Abstract: The first sequence of the pilot of Orange is the New Black (OITNB), released by Netflix in 2013, introduces protagonist Piper Chapman, in voice over, declaring that she always loved showers. On the screen, we can see the compilation of various showers in the course of her life. In one of those images, we see her accompanied by a woman and in another, by a man. Since the first moment, the series already indicates that its protagonist does not fit the pattern of heteronormative sexuality. Throughout the narrative, that follows the routine of Litchfield Penitentiary, the relationship of the characters with their own sexuality is frequently addressed.
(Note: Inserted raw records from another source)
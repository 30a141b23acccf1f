use std::error::Error as StdError;
use std::sync::Arc;

use thiserror::Error;

/// The boxed error type accepted from user-supplied mapping functions and loaders.
pub type BoxError = Box<dyn StdError + Send + Sync + 'static>;

/// Errors that can occur when building a cache.
#[derive(Debug, Clone, PartialEq, Eq, Error)]
pub enum BuildError {
  /// The cache was configured with a capacity of zero, which is not allowed
  /// for a bounded cache. Use `unbounded()` for an unbounded cache.
  #[error("bounded cache capacity cannot be zero")]
  ZeroCapacity,
  /// The cache was configured with zero shards, which is not allowed.
  #[error("shard count cannot be zero")]
  ZeroShards,
  /// An asynchronous cache was requested, but no `TaskSpawner` was configured
  /// and no Tokio runtime is available to default to.
  #[error("an async cache requires a task spawner or a running tokio runtime")]
  SpawnerRequired,
}

/// Errors observed while resolving a value through the cache.
///
/// A single failure is shared by every caller waiting on the same in-flight
/// computation, so this type is cheap to clone.
#[derive(Debug, Clone, Error)]
pub enum CacheError {
  /// A computation attempted to resolve a key that the same thread is
  /// already resolving. Waiting would never complete.
  #[error("recursive update: the key is already being computed by this thread")]
  RecursiveUpdate,
  /// The mapping function or loader returned an error.
  #[error("load failed: {0}")]
  Load(Arc<dyn StdError + Send + Sync + 'static>),
  /// The mapping function panicked while computing the value.
  #[error("the mapping function panicked")]
  Panicked,
  /// The computation was dropped before it produced an outcome.
  #[error("the computation was cancelled before completing")]
  Cancelled,
}

impl CacheError {
  pub(crate) fn load(error: impl Into<BoxError>) -> Self {
    CacheError::Load(Arc::from(error.into()))
  }

  /// Returns `true` if this error was produced by the user's function rather
  /// than by the cache itself.
  pub fn is_load_failure(&self) -> bool {
    matches!(self, CacheError::Load(_) | CacheError::Panicked)
  }
}
use compute_cache::{AsyncLoadingCache, CacheBuilder};
use std::sync::{
  atomic::{AtomicUsize, Ordering},
  Arc,
};
use tokio::time::{sleep, Duration};

// A simulated database or slow external service.
async fn fetch_from_database(key: i32, load_count: Arc<AtomicUsize>) -> Option<String> {
  println!(
    "--- Database: Received request for key {}. Simulating slow query...",
    key
  );
  load_count.fetch_add(1, Ordering::SeqCst);
  sleep(Duration::from_millis(500)).await;
  let value = format!("value_for_{}", key);
  println!("--- Database: Responding with '{}' for key {}.", value, key);
  Some(value)
}

#[tokio::main]
async fn main() {
  let load_counter = Arc::new(AtomicUsize::new(0));

  let cache: AsyncLoadingCache<i32, String> = CacheBuilder::default()
    .capacity(10)
    .build_async_with_loader({
      let counter = load_counter.clone();
      move |key: &i32| {
        let fut = fetch_from_database(*key, counter.clone());
        async move { Ok::<_, std::io::Error>(fut.await) }
      }
    })
    .expect("Failed to build async cache");

  println!("--- Thundering Herd Demonstration ---");
  println!("Spawning 10 tasks to request the same key '42' at once.\n");

  let mut tasks = Vec::new();
  for i in 0..10 {
    let cache = cache.clone();
    tasks.push(tokio::spawn(async move {
      println!("[Task {}] Requesting key 42...", i);
      let value = cache.get(&42).await.unwrap().unwrap();
      println!("[Task {}] Received value: {}", i, value);
      assert_eq!(*value, "value_for_42");
    }));
  }

  for task in tasks {
    task.await.unwrap();
  }

  println!("\n--- Verification ---");
  println!(
    "Database function was called {} time(s).",
    load_counter.load(Ordering::SeqCst)
  );
  assert_eq!(load_counter.load(Ordering::SeqCst), 1);

  println!("\n--- Refresh ---");
  println!("Reloading key 42 in the background; readers keep the old value meanwhile.");
  let refresh = cache.refresh(&42);
  let current = cache.get(&42).await.unwrap().unwrap();
  println!("While refreshing: {}", current);
  let refreshed = refresh.await.unwrap().unwrap();
  println!("After refresh: {}", refreshed);
  assert_eq!(load_counter.load(Ordering::SeqCst), 2);

  println!("\n--- Bulk ---");
  let values = cache.get_all(vec![1, 2, 42]).await.unwrap();
  println!("Loaded {} values", values.len());

  println!("\nCache metrics: {:#?}", cache.metrics());
}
In addition to the issue of sexual orientation (there are , bissexuals and heterossexuals characters in the series), OITNB also discuss the fluidity of those categories in a context of deprivation of freedom. The debate concerning the relationship between sexuality and power (the one practiced by the women as well as the one practiced over them) is also approached. Therefore, this article aims to analyze how the series deals with female sexuality: its plurality, its potentiality and its limitations. In order to do that, we will use both the literature concerning the analysis of audiovisual narratives and the one concerning gender and sexuality studies. We believe that the series is a fruitful object for the quantity and diversity of female characters and for the attention that it gives to sexuality.

Keywords: Serial Fiction, Female Sexuality, Television Analysis, Orange is the New Black, Gender Studies.